Searchable abstracts of presentations at key conferences in endocrinology
Endocrine Abstracts (2020) 70 EP95 | DOI: 10.1530/endoabs.70.EP95

ECE2020 ePoster Presentations Bone and Calcium (65 abstracts)

Synchronous parathyroid carcinoma and papillary thyroid carcinoma: A case report

Mehdi Kalthoum , Ibtissem Ben Nacef , Sabrine Mekni , Imen Rojbi , Nadia Mechirgui & Karima Khiari


Hospital Charles Nicolle, Tunis, Tunisia


Introduction: In 1974, the first case of concomitant thyroid and parathyroid disease was reported. Non-medullary thyroid carcinoma has been reported in 6% of patients with Primary hyperparathyroidism. However, the simultaneous occurrence of parathyroid carcinoma along with non-medullary thyroid carcinoma is extremely rare.

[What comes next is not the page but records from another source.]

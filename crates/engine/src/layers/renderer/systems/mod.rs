mod camera;

pub use camera::*;
use crate::prelude::*;

crate::register_inspectable_readonly!(Mesh, "Mesh");

impl InspectableReadOnly for Mesh {
    fn inspect_readonly(&self, ui: &mut egui::Ui) {
        ui.label(format!("Vertices: {}", group_thousands(self.vertices.len())));
        ui.label(format!("Triangles: {}", group_thousands(self.triangle_count())));

        if let Some((min, max)) = bounds(self) {
            ui.label(format!(
                "Bounds: [{:.2}, {:.2}, {:.2}] .. [{:.2}, {:.2}, {:.2}]",
                min[0], min[1], min[2], max[0], max[1], max[2]
            ));
        }

        let bytes = self.vertices.len() * std::mem::size_of::<Vertex>()
            + self.indices.len() * std::mem::size_of::<Index>();
        ui.label(format!("Memory: {}", format_bytes(bytes)));
    }
}

/// Local-space axis aligned bounds, `None` for an empty mesh
fn bounds(mesh: &Mesh) -> Option<([f32; 3], [f32; 3])> {
    let first = mesh.vertices.first()?.position;
    Some(
        mesh.vertices
            .iter()
            .fold((first, first), |(mut min, mut max), vertex| {
                for axis in 0..3 {
                    min[axis] = min[axis].min(vertex.position[axis]);
                    max[axis] = max[axis].max(vertex.position[axis]);
                }
                (min, max)
            }),
    )
}

fn format_bytes(bytes: usize) -> String {
    const UNITS: [&str; 4] = ["B", "KB", "MB", "GB"];

    let mut size = bytes as f32;
    let mut unit = 0;
    while size >= 1024.0 && unit < UNITS.len() - 1 {
        size /= 1024.0;
        unit += 1;
    }

    format!("{:.2} {}", size, UNITS[unit])
}

fn group_thousands(n: usize) -> String {
    let digits = n.to_string();
    let mut grouped = String::with_capacity(digits.len() + digits.len() / 3);

    for (i, digit) in digits.chars().enumerate() {
        if i > 0 && (digits.len() - i) % 3 == 0 {
            grouped.push(',');
        }
        grouped.push(digit);
    }

    grouped
}

#[cfg(test)]
mod tests {
    use super::*;

    #[test]
    fn test_group_thousands() {
        assert_eq!(group_thousands(0), "0");
        assert_eq!(group_thousands(999), "999");
        assert_eq!(group_thousands(1000), "1,000");
        assert_eq!(group_thousands(1234567), "1,234,567");
    }

    #[test]
    fn test_format_bytes() {
        assert_eq!(format_bytes(512), "512.00 B");
        assert_eq!(format_bytes(2048), "2.00 KB");
        assert_eq!(format_bytes(3 * 1024 * 1024), "3.00 MB");
    }

    #[test]
    fn test_bounds() {
        let mesh = Mesh::cuboid(Vector3::new(2.0, 4.0, 6.0));
        assert_eq!(bounds(&mesh), Some(([-1.0, -2.0, -3.0], [1.0, 2.0, 3.0])));

        let empty = Mesh {
            vertices: Vec::new(),
            indices: Vec::new(),
        };
        assert_eq!(bounds(&empty), None);
    }
}
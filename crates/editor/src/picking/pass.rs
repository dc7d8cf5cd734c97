use idpick_engine::Result;

use super::codec::{PickColor, RESERVED_INDEX, encode};
use super::readback::sample_at;
use super::registry::IdentifierRegistry;
use super::renderer::{PickCamera, PickDraw, PickEntity, PickRenderer};

/// Off-screen color-ID pass over a single backend.
///
/// Owns the pick target through its renderer; the target lives as long as the pass.
pub struct PickingRenderPass<R: PickRenderer> {
    renderer: R,
}

impl<R: PickRenderer> PickingRenderPass<R> {
    pub fn new(renderer: R) -> Self {
        Self { renderer }
    }

    pub fn create(context: &R::Context) -> Result<Self> {
        Ok(Self::new(R::create(context)?))
    }

    pub fn is_stale(&self, context: &R::Context) -> bool {
        self.renderer.is_stale(context)
    }

    pub fn renderer(&self) -> &R {
        &self.renderer
    }

    pub fn target_size(&self) -> Option<(u32, u32)> {
        self.renderer.target_size()
    }

    pub fn ensure_target(&mut self, width: u32, height: u32) -> Result<()> {
        self.renderer.ensure_target(width.max(1), height.max(1))
    }

    /// Draw every entity with a loaded mesh in its pick color and record what was drawn.
    ///
    /// Returns the number of entities drawn.
    pub fn render<'a, I>(
        &mut self,
        camera: &PickCamera,
        entities: I,
        registry: &mut IdentifierRegistry,
    ) -> Result<usize>
    where
        I: IntoIterator<Item = PickEntity<'a, R::Mesh>>,
        R::Mesh: 'a,
    {
        let mut draws = Vec::new();

        for entity in entities {
            let Some(mesh) = entity.mesh else {
                log::debug!("Skipping {} in pick pass, mesh not loaded", entity.handle);
                continue;
            };
            if entity.handle.index == RESERVED_INDEX {
                log::warn!("Skipping {} in pick pass, index is reserved", entity.handle);
                continue;
            }

            registry.record(entity.handle.index, entity.handle.version);
            draws.push(PickDraw {
                mesh,
                model: entity.world_transform,
                color: encode(entity.handle.index),
            });
        }

        self.renderer.render(camera, &draws)?;
        Ok(draws.len())
    }

    pub fn sample(&mut self, x: f32, y: f32) -> Result<PickColor> {
        sample_at(&mut self.renderer, x, y)
    }
}
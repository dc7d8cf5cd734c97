use bevy_ecs::entity::Entity;

/// Identity of a scene object at the moment it was drawn.
///
/// `index` names a slot in the entity store and `version` the generation that
/// occupied it. Two handles are the same object only if both fields match, so a
/// handle captured before a despawn never aliases whatever reuses the slot.
#[derive(Clone, Copy, Debug, PartialEq, Eq, Hash)]
pub struct Handle {
    pub index: u32,
    pub version: u32,
}

impl Handle {
    pub const fn new(index: u32, version: u32) -> Self {
        Self { index, version }
    }

    pub fn refers_to(&self, entity: Entity) -> bool {
        *self == Handle::from(entity)
    }
}

impl From<Entity> for Handle {
    fn from(entity: Entity) -> Self {
        Self {
            index: entity.index(),
            version: entity.generation().to_bits(),
        }
    }
}

impl std::fmt::Display for Handle {
    fn fmt(&self, f: &mut std::fmt::Formatter<'_>) -> std::fmt::Result {
        write!(f, "{}v{}", self.index, self.version)
    }
}

#[cfg(test)]
mod tests {
    use super::*;
    use bevy_ecs::world::World;

    #[test]
    fn test_handle_from_entity() {
        let mut world = World::new();
        let entity = world.spawn_empty().id();
        let handle = Handle::from(entity);

        assert_eq!(handle.index, entity.index());
        assert!(handle.refers_to(entity));
    }

    #[test]
    fn test_reused_slot_is_a_different_handle() {
        let mut world = World::new();
        let first = world.spawn_empty().id();
        let old = Handle::from(first);
        world.despawn(first);

        let second = world.spawn_empty().id();
        assert_eq!(second.index(), first.index());
        assert!(!old.refers_to(second));
        assert_ne!(old, Handle::from(second));
    }
}
mod device_layer;

pub use device_layer::*;
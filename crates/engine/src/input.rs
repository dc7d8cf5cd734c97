use crate::prelude::*;

use std::collections::HashSet;
use winit::keyboard::KeyCode;

/// Resource that tracks keyboard and mouse input state
#[derive(Resource, Default)]
pub struct InputState {
    /// Currently pressed keys
    pub keys_pressed: HashSet<KeyCode>,
    /// Mouse delta since last frame (x, y)
    pub mouse_delta: (f32, f32),
    /// Mouse position in window coordinates
    pub mouse_position: (f32, f32),
}

impl InputState {
    pub fn new() -> Self {
        Self::default()
    }

    /// Check if a key is currently pressed
    pub fn is_key_pressed(&self, key: KeyCode) -> bool {
        self.keys_pressed.contains(&key)
    }

    /// Reset per-frame state (call once every frame has been processed)
    pub fn reset_frame(&mut self) {
        self.mouse_delta = (0.0, 0.0);
    }

    pub fn press_key(&mut self, key: KeyCode) {
        self.keys_pressed.insert(key);
    }

    pub fn release_key(&mut self, key: KeyCode) {
        self.keys_pressed.remove(&key);
    }

    pub fn add_mouse_delta(&mut self, dx: f32, dy: f32) {
        self.mouse_delta.0 += dx;
        self.mouse_delta.1 += dy;
    }

    pub fn set_mouse_position(&mut self, x: f32, y: f32) {
        self.mouse_position = (x, y);
    }
}

#[cfg(test)]
mod tests {
    use super::*;

    #[test]
    fn test_key_press_and_release() {
        let mut input = InputState::new();
        input.press_key(KeyCode::KeyA);
        assert!(input.is_key_pressed(KeyCode::KeyA));

        input.release_key(KeyCode::KeyA);
        assert!(!input.is_key_pressed(KeyCode::KeyA));
    }

    #[test]
    fn test_mouse_delta_resets_per_frame() {
        let mut input = InputState::new();
        input.add_mouse_delta(1.0, 2.0);
        input.add_mouse_delta(0.5, -1.0);
        assert_eq!(input.mouse_delta, (1.5, 1.0));

        input.reset_frame();
        assert_eq!(input.mouse_delta, (0.0, 0.0));
    }
}
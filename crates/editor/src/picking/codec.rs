//! Reversible mapping between entity indices and the colors written by the pick pass.
//!
//! Channel bytes are little-endian (red holds the least significant byte) and
//! carry `index + 1`, so the all-zero clear color never decodes to a live index.

/// One texel of the pick target, channels in `[r, g, b, a]` order.
///
/// Same layout as an `Rgba8Uint` texel, so mapped readback bytes cast straight into it.
#[repr(transparent)]
#[derive(Clone, Copy, Debug, Default, PartialEq, Eq, Hash, bytemuck::Pod, bytemuck::Zeroable)]
pub struct PickColor(pub [u8; 4]);

/// Index the all-zero color decodes to. Entity rows are `NonMaxU32`, so no live entity has it.
pub const RESERVED_INDEX: u32 = u32::MAX;

impl PickColor {
    /// Cleared pixel, meaning "nothing here"
    pub const SENTINEL: PickColor = PickColor([0, 0, 0, 0]);

    pub fn is_sentinel(&self) -> bool {
        *self == Self::SENTINEL
    }

    /// Word uploaded to the pick shader, which unpacks it into the four channels
    pub fn to_packed(self) -> u32 {
        u32::from_le_bytes(self.0)
    }

    pub fn from_packed(packed: u32) -> Self {
        Self(packed.to_le_bytes())
    }
}

pub fn encode(index: u32) -> PickColor {
    PickColor(index.wrapping_add(1).to_le_bytes())
}

pub fn decode(color: PickColor) -> u32 {
    u32::from_le_bytes(color.0).wrapping_sub(1)
}

#[cfg(test)]
mod tests {
    use super::*;
    use proptest::prelude::*;

    #[test]
    fn test_sentinel_decodes_to_reserved_index() {
        assert_eq!(decode(PickColor::SENTINEL), RESERVED_INDEX);
        assert_eq!(encode(RESERVED_INDEX), PickColor::SENTINEL);
    }

    #[test]
    fn test_low_byte_goes_to_red() {
        assert_eq!(encode(0), PickColor([1, 0, 0, 0]));
        assert_eq!(encode(0x0001_02FF), PickColor([0x00, 0x03, 0x01, 0x00]));
        assert_eq!(encode(0x0403_0200), PickColor([0x01, 0x02, 0x03, 0x04]));
    }

    #[test]
    fn test_texel_bytes_cast_to_color() {
        let texel = [0x08u8, 0x00, 0x00, 0x00, 0xAA, 0xBB];
        let color: PickColor = bytemuck::pod_read_unaligned(&texel[..4]);
        assert_eq!(decode(color), 7);
        assert_eq!(bytemuck::bytes_of(&encode(7)), &texel[..4]);
        assert_eq!(<PickColor as bytemuck::Zeroable>::zeroed(), PickColor::SENTINEL);
    }

    #[test]
    fn test_packed_matches_channel_order() {
        let color = PickColor([0x11, 0x22, 0x33, 0x44]);
        assert_eq!(color.to_packed(), 0x4433_2211);
        assert_eq!(PickColor::from_packed(0x4433_2211), color);
    }

    proptest! {
        #[test]
        fn test_decode_inverts_encode(index in any::<u32>()) {
            prop_assert_eq!(decode(encode(index)), index);
        }

        #[test]
        fn test_distinct_indices_get_distinct_colors(a in any::<u32>(), b in any::<u32>()) {
            prop_assume!(a != b);
            prop_assert_ne!(encode(a), encode(b));
        }

        #[test]
        fn test_live_indices_never_encode_to_sentinel(index in 0..RESERVED_INDEX) {
            prop_assert!(!encode(index).is_sentinel());
        }

        #[test]
        fn test_packed_round_trip(index in any::<u32>()) {
            let color = encode(index);
            prop_assert_eq!(PickColor::from_packed(color.to_packed()), color);
        }
    }
}
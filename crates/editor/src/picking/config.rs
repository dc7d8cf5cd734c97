/// How the editor raises pick requests
#[derive(Clone, Debug, PartialEq)]
pub struct PickingConfig {
    /// Pick when the viewport image is clicked
    pub pick_on_click: bool,
    /// Pick at the hovered position when this key is pressed
    pub pick_key: Option<egui::Key>,
}

impl Default for PickingConfig {
    fn default() -> Self {
        Self {
            pick_on_click: true,
            pick_key: Some(egui::Key::Num1),
        }
    }
}

impl PickingConfig {
    pub fn click_only() -> Self {
        Self {
            pick_key: None,
            ..Default::default()
        }
    }
}
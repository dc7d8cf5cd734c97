//! GPU pick pass against a real (or software fallback) adapter.
//!
//! Skips with a message when no adapter is available, as on most CI machines.

use idpick_editor::picking::{
    GpuPickContext, GpuPickRenderer, Handle, PickCamera, PickController, PickEntity, PickOutcome,
    PickTrigger, SelectionHost, ViewportSize,
};
use idpick_engine::prelude::*;

#[derive(Default)]
struct Selection(Option<Handle>);

impl SelectionHost for Selection {
    fn select(&mut self, handle: Handle) {
        self.0 = Some(handle);
    }

    fn clear_selection(&mut self) {
        self.0 = None;
    }

    fn current_selection(&self) -> Option<Handle> {
        self.0
    }
}

fn headless_device() -> Option<(wgpu::Device, wgpu::Queue)> {
    let instance = wgpu::Instance::default();

    let adapter = match pollster::block_on(instance.request_adapter(&wgpu::RequestAdapterOptions {
        power_preference: wgpu::PowerPreference::default(),
        compatible_surface: None,
        force_fallback_adapter: false,
    })) {
        Ok(adapter) => adapter,
        Err(e) => {
            eprintln!("Skipping GPU pick test: no adapter available ({e})");
            return None;
        }
    };

    match pollster::block_on(adapter.request_device(&wgpu::DeviceDescriptor {
        label: Some("pick test device"),
        required_features: wgpu::Features::empty(),
        experimental_features: wgpu::ExperimentalFeatures::disabled(),
        required_limits: wgpu::Limits::downlevel_defaults(),
        memory_hints: Default::default(),
        trace: wgpu::Trace::Off,
    })) {
        Ok(device) => Some(device),
        Err(e) => {
            eprintln!("Skipping GPU pick test: device request failed ({e})");
            None
        }
    }
}

fn camera(aspect: f32) -> PickCamera {
    let camera = Camera {
        is_main: true,
        target: Point3::origin(),
        fovy: 1.0,
        znear: 0.1,
        zfar: 100.0,
    };
    let transform = Transform::from_position(Point3::new(0.0, 0.0, 10.0));
    PickCamera {
        view: camera.view_matrix(&transform),
        projection: camera.projection_matrix(aspect),
    }
}

fn trigger(x: f32, y: f32, width: u32, height: u32) -> PickTrigger {
    PickTrigger {
        mouse: Point2::new(x, y),
        viewport: ViewportSize::new(width, height),
    }
}

#[test]
fn test_gpu_pick_selects_nearest_entity() {
    let Some((device, queue)) = headless_device() else {
        return;
    };
    let context = GpuPickContext {
        device: device.clone(),
        queue,
        generation: 0,
    };

    let near_mesh = create_mesh_buffers(&device, &Mesh::quad(2.0, 2.0));
    let far_mesh = create_mesh_buffers(&device, &Mesh::cuboid(Vector3::new(3.0, 3.0, 3.0)));
    let near = Handle::new(1, 0);
    let far = Handle::new(0, 5);

    let entities = || {
        vec![
            PickEntity {
                handle: far,
                world_transform: Transform::default().to_matrix(),
                mesh: Some(&far_mesh),
            },
            PickEntity {
                handle: near,
                world_transform: Transform::from_position(Point3::new(0.0, 0.0, 3.0)).to_matrix(),
                mesh: Some(&near_mesh),
            },
        ]
    };

    let mut controller = PickController::<GpuPickRenderer>::new();
    let mut selection = Selection::default();

    let outcome = controller.on_trigger_event(
        &context,
        trigger(64.0, 64.0, 128, 128),
        Some(&camera(1.0)),
        entities(),
        &mut selection,
    );
    assert_eq!(outcome, PickOutcome::Selected(near));
    assert_eq!(selection.0, Some(near));

    let outcome = controller.on_trigger_event(
        &context,
        trigger(2.0, 2.0, 128, 128),
        Some(&camera(1.0)),
        entities(),
        &mut selection,
    );
    assert_eq!(outcome, PickOutcome::Cleared);
    assert_eq!(selection.0, None);

    let outcome = controller.on_trigger_event(
        &context,
        trigger(32.0, 24.0, 64, 48),
        Some(&camera(64.0 / 48.0)),
        entities(),
        &mut selection,
    );
    assert_eq!(outcome, PickOutcome::Selected(near));
    assert_eq!(controller.target_size(), Some((64, 48)));
}

#[test]
fn test_gpu_pick_ignores_back_faces() {
    let Some((device, queue)) = headless_device() else {
        return;
    };
    let context = GpuPickContext {
        device: device.clone(),
        queue,
        generation: 0,
    };

    let cube_mesh = create_mesh_buffers(&device, &Mesh::cuboid(Vector3::new(1.0, 1.0, 1.0)));
    let quad_mesh = create_mesh_buffers(&device, &Mesh::quad(4.0, 4.0));
    let cube = Handle::new(1, 0);
    let quad = Handle::new(2, 0);

    let turned_away = Transform {
        position: Point3::new(0.0, 0.0, 3.0),
        rotation: UnitQuaternion::from_euler_angles(0.0, std::f32::consts::PI, 0.0),
        ..Default::default()
    };
    let entities = vec![
        PickEntity {
            handle: cube,
            world_transform: Transform::default().to_matrix(),
            mesh: Some(&cube_mesh),
        },
        PickEntity {
            handle: quad,
            world_transform: turned_away.to_matrix(),
            mesh: Some(&quad_mesh),
        },
    ];

    let mut controller = PickController::<GpuPickRenderer>::new();
    let mut selection = Selection::default();

    let outcome = controller.on_trigger_event(
        &context,
        trigger(50.0, 50.0, 100, 100),
        Some(&camera(1.0)),
        entities,
        &mut selection,
    );
    assert_eq!(outcome, PickOutcome::Selected(cube));
}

Case report: We report a case of 60-year-old woman with a history of Diabetes Mellitus type 2 and hypertension. She had no family history of thyroid cancer or multiple endocrine neoplasia type 1 or 2. She presented with symptoms of severe hypercalcemia with calcium level at 13.83 mg/l (8.8–10.4 mg/l) and had increased serum parathyroid hormone level (569 pg/ml). Physical examination revealed an approximately 3 cm left nodular thyroid without recurrent nerve palsy or cervical lymphadenopathy. A bone density test performed showed no evidence osteoporosis. On ultrasound of the neck, her thyroid was multinodular with a 4–10 mm highly hypoechoic nodules associated with a large nodule at the upper pole of the left thyroid which measured 3 cm. Technetium-99 m methoxyisobutylisonitrile (MIBI) cervical and mediastinal substraction scintigraphy scans revealed increased uptake of left polar superior area of thyroid. Blood and urine tests and calcitonin levels were normal, making multiple endocrine neoplasia type 2 very unlikely. The patient received a total thyroidectomy, left parathyroidectomy, and central and lateral cervical lymph node dissection were performed in consideration of extemporaneous histological examination suggestive of a papillary micro-carcinoma of the left lobe and the suspicious aspect of the 4 cm parathyroid formation which was hard and adherent to the thyroid and difficult to dissect from the vascular axis. The definitive anatomopathological examination of the operative specimen showed a bifocal papillary micro carcinoma with vesicular component. The left parathyroid gland was the site of significant multinodular hyperplasia with central nodule involvement with vascular emboli and capsular invasion. Considering the severity of the hypercalcemia and macroscopic appearance as well as the histological aspect, the diagnosis of parathyroid carcinoma was retained. Postoperatively, the patient had normocalcemia in conjunction with PTH levels measured 30 pg/ml. Investigations showed no distant metastasis.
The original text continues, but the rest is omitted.